Ah ! le superbe mot pognon ! Bien en chair, franc comme l’or, rond comme une pomme : du pognon.
En outre, le terme était, vers 1840, fort expressif. Il appartient en effet à la famille du mot poing, qui signifie « la main fermée » Ce terme, il faut le reconnaître, est aujourd’hui moins usité, sauf en locution (coup de poing, dormir à poings fermés), au rebours de ses dérivés poignée et poignet. Il fut toutefois quelque peu revivifié au cours du XIXe siècle grâce à la dérivation populaire ou argotique.
La pogne, tout d’abord, d’origine dialectale, désigne la main. On appelait chez moi un député démagogue Monsieur serre- la-pogne.
Le verbe poigner, ensuite, signifiait « saisir avec le poing ». Sur ce verbe, ou plutôt sur sa variante dialectale pogner, on a formé le substantif pognon, devenu le nom populaire de l’argent. C’est ce qu’on empoigne : faire rentrer le pognon ; garder son pognon ; filer du pognon.

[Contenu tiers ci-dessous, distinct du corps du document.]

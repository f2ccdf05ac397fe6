//! Approval routing configuration models

use chrono::{DateTime, Utc};
use rust_decimal::Decimal;
use serde::{Deserialize, Serialize};
use uuid::Uuid;

use crate::models::workflow::{CompanyId, UserId};

/// Per-company approval routing rule
#[derive(Debug, Clone, Serialize, Deserialize)]
pub struct ApprovalWorkflow {
    pub id: Uuid,
    pub company_id: CompanyId,
    pub name: String,
    #[serde(default, skip_serializing_if = "Option::is_none")]
    pub description: Option<String>,
    /// e.g. `expense`, `purchase_order`, `leave_request`
    pub approval_type: String,
    /// Categories the rule applies to; empty means any
    #[serde(default)]
    pub categories: Vec<String>,
    /// Ordered approver levels
    pub approval_levels: Vec<ApprovalLevel>,
    pub min_amount: Decimal,
    #[serde(default, skip_serializing_if = "Option::is_none")]
    pub max_amount: Option<Decimal>,
    #[serde(default)]
    pub requires_documentation: bool,
    #[serde(default, skip_serializing_if = "Option::is_none")]
    pub workflow_template_id: Option<Uuid>,
    pub is_active: bool,
    /// Amounts at or below this are approved by the system
    #[serde(default, skip_serializing_if = "Option::is_none")]
    pub auto_approve_threshold: Option<Decimal>,
    /// Hours before an open approval task escalates
    pub escalation_timeout: u32,
    pub created_by: UserId,
    pub created_at: DateTime<Utc>,
}

impl ApprovalWorkflow {
    pub fn covers_amount(&self, amount: Decimal) -> bool {
        amount >= self.min_amount && self.max_amount.is_none_or(|max| amount <= max)
    }

    pub fn admits_category(&self, category: Option<&str>) -> bool {
        if self.categories.is_empty() {
            return true;
        }
        category.is_some_and(|c| self.categories.iter().any(|allowed| allowed == c))
    }
}

/// One approver level
#[derive(Debug, Clone, Serialize, Deserialize, PartialEq)]
pub struct ApprovalLevel {
    /// Position in the chain, strictly increasing
    pub level: u32,
    /// Role that must approve
    pub role: String,
    /// Level applies only from this amount upwards
    #[serde(default, skip_serializing_if = "Option::is_none")]
    pub min_amount: Option<Decimal>,
}

/// Input for configuring an approval rule
#[derive(Debug, Clone, Serialize, Deserialize)]
pub struct ApprovalRuleDraft {
    pub company_id: CompanyId,
    pub name: String,
    #[serde(default, skip_serializing_if = "Option::is_none")]
    pub description: Option<String>,
    pub approval_type: String,
    #[serde(default)]
    pub categories: Vec<String>,
    pub approval_levels: Vec<ApprovalLevel>,
    #[serde(default)]
    pub min_amount: Decimal,
    #[serde(default, skip_serializing_if = "Option::is_none")]
    pub max_amount: Option<Decimal>,
    #[serde(default)]
    pub requires_documentation: bool,
    #[serde(default, skip_serializing_if = "Option::is_none")]
    pub workflow_template_id: Option<Uuid>,
    #[serde(default, skip_serializing_if = "Option::is_none")]
    pub auto_approve_threshold: Option<Decimal>,
    #[serde(default = "default_escalation_timeout")]
    pub escalation_timeout: u32,
    pub created_by: UserId,
}

fn default_escalation_timeout() -> u32 {
    72
}

/// Outcome of resolving an approval chain
#[derive(Debug, Clone, Serialize, Deserialize, PartialEq)]
pub struct ApprovalChain {
    pub approval_workflow_id: Uuid,
    /// Required approver levels; empty when auto-approved
    pub levels: Vec<ApprovalLevel>,
    #[serde(default, skip_serializing_if = "Option::is_none")]
    pub auto_approve_threshold: Option<Decimal>,
    pub escalation_timeout: u32,
}

impl ApprovalChain {
    pub fn is_auto_approved(&self) -> bool {
        self.levels.is_empty()
    }

    pub fn roles(&self) -> Vec<&str> {
        self.levels.iter().map(|l| l.role.as_str()).collect()
    }
}
//! Field conditions evaluated against JSON documents
//!
//! Used by conditional tasks (against workflow data) and by automation trigger
//! conditions (against the company facts document). Field names support dot notation
//! for nested objects and numeric segments for array elements.

use serde::{Deserialize, Serialize};
use serde_json::Value;
use std::cmp::Ordering;

/// A single condition to evaluate
#[derive(Debug, Clone, Serialize, Deserialize, PartialEq)]
pub struct Condition {
    /// Field path, e.g. `amount` or `workflows.active`
    pub field: String,
    pub operator: ConditionOperator,
    /// Value to compare against; ignored by the unary operators
    #[serde(default)]
    pub value: Value,
}

/// Condition operators
#[derive(Debug, Clone, Copy, Serialize, Deserialize, PartialEq, Eq)]
#[serde(rename_all = "snake_case")]
pub enum ConditionOperator {
    Equals,
    NotEquals,
    GreaterThan,
    GreaterThanOrEquals,
    LessThan,
    LessThanOrEquals,
    Contains,
    StartsWith,
    In,
    NotIn,
    IsNull,
    IsNotNull,
    IsEmpty,
    IsNotEmpty,
    IsTrue,
    IsFalse,
}

impl Condition {
    pub fn new(field: &str, operator: ConditionOperator, value: Value) -> Self {
        Self {
            field: field.to_string(),
            operator,
            value,
        }
    }

    pub fn equals(field: &str, value: Value) -> Self {
        Self::new(field, ConditionOperator::Equals, value)
    }

    pub fn greater_than(field: &str, value: f64) -> Self {
        Self::new(field, ConditionOperator::GreaterThan, serde_json::json!(value))
    }

    pub fn less_than_or_equals(field: &str, value: f64) -> Self {
        Self::new(
            field,
            ConditionOperator::LessThanOrEquals,
            serde_json::json!(value),
        )
    }

    pub fn is_true(field: &str) -> Self {
        Self::new(field, ConditionOperator::IsTrue, Value::Null)
    }

    /// Evaluate against a document; missing fields read as null
    pub fn evaluate(&self, document: &Value) -> bool {
        let actual = lookup(document, &self.field).unwrap_or(&Value::Null);
        let expected = &self.value;

        match self.operator {
            ConditionOperator::Equals => loose_eq(actual, expected),
            ConditionOperator::NotEquals => !loose_eq(actual, expected),
            ConditionOperator::GreaterThan => compare(actual, expected, Ordering::is_gt),
            ConditionOperator::GreaterThanOrEquals => compare(actual, expected, Ordering::is_ge),
            ConditionOperator::LessThan => compare(actual, expected, Ordering::is_lt),
            ConditionOperator::LessThanOrEquals => compare(actual, expected, Ordering::is_le),
            ConditionOperator::Contains => match (actual, expected) {
                (Value::String(s), Value::String(needle)) => s.contains(needle.as_str()),
                (Value::Array(items), needle) => items.iter().any(|i| loose_eq(i, needle)),
                _ => false,
            },
            ConditionOperator::StartsWith => match (actual, expected) {
                (Value::String(s), Value::String(prefix)) => s.starts_with(prefix.as_str()),
                _ => false,
            },
            ConditionOperator::In => match expected {
                Value::Array(options) => options.iter().any(|o| loose_eq(actual, o)),
                _ => false,
            },
            ConditionOperator::NotIn => match expected {
                Value::Array(options) => !options.iter().any(|o| loose_eq(actual, o)),
                _ => true,
            },
            ConditionOperator::IsNull => actual.is_null(),
            ConditionOperator::IsNotNull => !actual.is_null(),
            ConditionOperator::IsEmpty => is_empty(actual),
            ConditionOperator::IsNotEmpty => !is_empty(actual),
            ConditionOperator::IsTrue => actual.as_bool() == Some(true),
            ConditionOperator::IsFalse => actual.as_bool() == Some(false),
        }
    }
}

/// All conditions hold; an empty list holds trivially
pub fn evaluate_all(conditions: &[Condition], document: &Value) -> bool {
    conditions.iter().all(|c| c.evaluate(document))
}

/// Resolve a dotted path inside a document
pub fn lookup<'a>(document: &'a Value, path: &str) -> Option<&'a Value> {
    if path.is_empty() {
        return Some(document);
    }
    path.split('.').try_fold(document, |current, segment| match current {
        Value::Object(map) => map.get(segment),
        Value::Array(items) => segment.parse::<usize>().ok().and_then(|i| items.get(i)),
        _ => None,
    })
}

/// Numeric view of a value; decimal amounts are often stored as strings
pub(crate) fn as_number(value: &Value) -> Option<f64> {
    match value {
        Value::Number(n) => n.as_f64(),
        Value::String(s) => s.trim().parse::<f64>().ok(),
        _ => None,
    }
}

fn loose_eq(actual: &Value, expected: &Value) -> bool {
    if actual == expected {
        return true;
    }
    match (as_number(actual), as_number(expected)) {
        (Some(a), Some(b)) if actual.is_number() || expected.is_number() => a == b,
        _ => false,
    }
}

fn compare(actual: &Value, expected: &Value, op: impl Fn(Ordering) -> bool) -> bool {
    let ordering = match (as_number(actual), as_number(expected)) {
        (Some(a), Some(b)) => a.partial_cmp(&b),
        // ISO-8601 timestamps order lexicographically
        _ => match (actual, expected) {
            (Value::String(a), Value::String(b)) => Some(a.cmp(b)),
            _ => None,
        },
    };
    ordering.is_some_and(op)
}

fn is_empty(value: &Value) -> bool {
    match value {
        Value::Null => true,
        Value::String(s) => s.is_empty(),
        Value::Array(items) => items.is_empty(),
        Value::Object(map) => map.is_empty(),
        _ => false,
    }
}

#[cfg(test)]
mod tests {
    use super::*;
    use serde_json::json;

    #[test]
    fn test_nested_lookup() {
        let doc = json!({"workflows": {"active": 3}, "items": [{"sku": "A1"}]});
        assert_eq!(lookup(&doc, "workflows.active"), Some(&json!(3)));
        assert_eq!(lookup(&doc, "items.0.sku"), Some(&json!("A1")));
        assert_eq!(lookup(&doc, "workflows.missing"), None);
    }

    #[test]
    fn test_numeric_comparison_accepts_decimal_strings() {
        let doc = json!({"amount": "1250.50"});
        assert!(Condition::greater_than("amount", 1000.0).evaluate(&doc));
        assert!(!Condition::less_than_or_equals("amount", 1000.0).evaluate(&doc));
    }

    #[test]
    fn test_missing_field_reads_as_null() {
        let doc = json!({});
        assert!(Condition::new("manager", ConditionOperator::IsNull, Value::Null).evaluate(&doc));
        assert!(!Condition::greater_than("amount", 0.0).evaluate(&doc));
    }

    #[test]
    fn test_in_and_contains() {
        let doc = json!({"category": "travel", "tags": ["urgent", "q3"]});
        let in_list = Condition::new(
            "category",
            ConditionOperator::In,
            json!(["travel", "meals"]),
        );
        assert!(in_list.evaluate(&doc));

        let contains = Condition::new("tags", ConditionOperator::Contains, json!("urgent"));
        assert!(contains.evaluate(&doc));
    }

    #[test]
    fn test_timestamp_ordering() {
        let doc = json!({"now": "2026-03-02T10:00:00Z"});
        let before = Condition::new(
            "now",
            ConditionOperator::GreaterThanOrEquals,
            json!("2026-03-01T00:00:00Z"),
        );
        assert!(before.evaluate(&doc));
    }

    #[test]
    fn test_evaluate_all_empty_is_true() {
        assert!(evaluate_all(&[], &json!({})));
    }

    #[test]
    fn test_operator_deserialization() {
        let condition: Condition = serde_json::from_value(json!({
            "field": "requires_travel",
            "operator": "is_true"
        }))
        .unwrap();
        assert_eq!(condition.operator, ConditionOperator::IsTrue);
        assert!(condition.evaluate(&json!({"requires_travel": true})));
    }
}
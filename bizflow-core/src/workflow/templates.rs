//! Versioned workflow template store

use chrono::Utc;
use std::sync::Arc;
use uuid::Uuid;

use crate::error::{EngineError, EngineResult, EntityRef};
use crate::models::{CompanyId, TemplateDraft, WorkflowTemplate};
use crate::workflow::persistence::WorkflowPersistence;
use crate::workflow::validator::WorkflowValidator;

/// Template store
pub struct TemplateStore {
    persistence: Arc<WorkflowPersistence>,
}

impl TemplateStore {
    pub fn new(persistence: Arc<WorkflowPersistence>) -> Self {
        Self { persistence }
    }

    /// Store version 1 of a new template
    pub fn create(&self, draft: TemplateDraft) -> EngineResult<WorkflowTemplate> {
        let id = Uuid::new_v4();
        Self::check(EntityRef::Template(id), &draft)?;

        let template = Self::build(id, id, 1, draft);
        self.persistence.transaction(|store| {
            store.templates.push(template.clone());
            Ok(())
        })?;

        tracing::info!(
            template_id = %template.id,
            name = %template.name,
            tasks = template.template_config.tasks.len(),
            "Template created"
        );
        Ok(template)
    }

    /// Store a new version; the previous version stops being listed
    ///
    /// Workflows already instantiated keep the tasks they copied.
    pub fn revise(&self, template_id: Uuid, draft: TemplateDraft) -> EngineResult<WorkflowTemplate> {
        let entity = EntityRef::Template(template_id);
        Self::check(entity.clone(), &draft)?;

        let revised = self.persistence.transaction(|store| {
            let current = store
                .template(template_id)
                .ok_or_else(|| EngineError::not_found(entity.clone()))?
                .clone();

            let latest = store
                .templates
                .iter()
                .filter(|t| t.lineage_id == current.lineage_id)
                .map(|t| t.version)
                .max()
                .unwrap_or(current.version);
            if latest != current.version {
                return Err(EngineError::invalid_state(
                    entity.clone(),
                    format!("superseded by version {}", latest),
                    "revise",
                ));
            }
            if draft.company_id != current.company_id {
                return Err(EngineError::validation(
                    entity.clone(),
                    "a revision cannot move a template to another company",
                ));
            }

            let revised = Self::build(
                Uuid::new_v4(),
                current.lineage_id,
                current.version + 1,
                draft,
            );
            for template in store
                .templates
                .iter_mut()
                .filter(|t| t.lineage_id == current.lineage_id)
            {
                template.is_active = false;
            }
            store.templates.push(revised.clone());
            Ok(revised)
        })?;

        tracing::info!(
            template_id = %revised.id,
            lineage_id = %revised.lineage_id,
            version = revised.version,
            "Template revised"
        );
        Ok(revised)
    }

    /// Immutable snapshot of one version
    pub fn get(&self, template_id: Uuid) -> EngineResult<WorkflowTemplate> {
        self.persistence
            .read(|store| store.template(template_id).cloned())
            .ok_or_else(|| EngineError::not_found(EntityRef::Template(template_id)))
    }

    /// Active templates of a company
    pub fn list(&self, company_id: CompanyId) -> Vec<WorkflowTemplate> {
        self.persistence.read(|store| {
            let mut templates: Vec<_> = store
                .templates
                .iter()
                .filter(|t| t.company_id == company_id && t.is_active)
                .cloned()
                .collect();
            templates.sort_by(|a, b| a.name.cmp(&b.name));
            templates
        })
    }

    /// Every version sharing a lineage, oldest first
    pub fn versions(&self, lineage_id: Uuid) -> Vec<WorkflowTemplate> {
        self.persistence.read(|store| {
            let mut versions: Vec<_> = store
                .templates
                .iter()
                .filter(|t| t.lineage_id == lineage_id)
                .cloned()
                .collect();
            versions.sort_by_key(|t| t.version);
            versions
        })
    }

    pub fn deactivate(&self, template_id: Uuid) -> EngineResult<()> {
        self.persistence.transaction(|store| {
            let template = store
                .templates
                .iter_mut()
                .find(|t| t.id == template_id)
                .ok_or_else(|| EngineError::not_found(EntityRef::Template(template_id)))?;
            template.is_active = false;
            Ok(())
        })?;
        tracing::info!(template_id = %template_id, "Template deactivated");
        Ok(())
    }

    /// Check a workflow payload against the template's data schema
    pub fn validate_data(
        template: &WorkflowTemplate,
        data: &serde_json::Value,
    ) -> EngineResult<()> {
        let Some(schema) = &template.data_schema else {
            return Ok(());
        };
        let entity = EntityRef::Template(template.id);
        let compiled = jsonschema::JSONSchema::compile(schema).map_err(|e| {
            EngineError::InvalidTemplate {
                entity: entity.clone(),
                reason: format!("invalid data schema: {}", e),
            }
        })?;

        if let Err(errors) = compiled.validate(data) {
            let reasons: Vec<String> = errors
                .map(|e| format!("{} (at '{}')", e, e.instance_path))
                .collect();
            return Err(EngineError::validation(
                entity,
                format!("workflow data rejected: {}", reasons.join("; ")),
            ));
        }
        Ok(())
    }

    fn check(entity: EntityRef, draft: &TemplateDraft) -> EngineResult<()> {
        let result = WorkflowValidator::validate_template(draft);
        for warning in &result.warnings {
            tracing::warn!(entity = %entity, "{}", warning);
        }
        if result.is_valid() {
            Ok(())
        } else {
            Err(EngineError::InvalidTemplate {
                entity,
                reason: result.summary(),
            })
        }
    }

    fn build(id: Uuid, lineage_id: Uuid, version: u32, draft: TemplateDraft) -> WorkflowTemplate {
        WorkflowTemplate {
            id,
            lineage_id,
            company_id: draft.company_id,
            name: draft.name,
            description: draft.description,
            category: draft.category,
            version,
            template_config: draft.template_config,
            default_settings: draft.default_settings,
            data_schema: draft.data_schema,
            is_active: true,
            requires_approval: draft.requires_approval,
            auto_start: draft.auto_start,
            created_by: draft.created_by,
            created_at: Utc::now(),
        }
    }
}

Toutefois le lien de pognon à poing, par le verbe pogner, s’est perdu ; le terme est aujourd’hui démotivé.
Il a rejoint la série des désignations populaires de l’argent qui ont fleuri dans la grande expansion de l’argot, entre la fin du XIXe siècle et les années 1950 : fric, flouze, fraîche, pèze, thune, blé, oseille, pépètes, etc.
Si l’on manque d’argent, on n’est pas dépourvu de termes qui le désignent.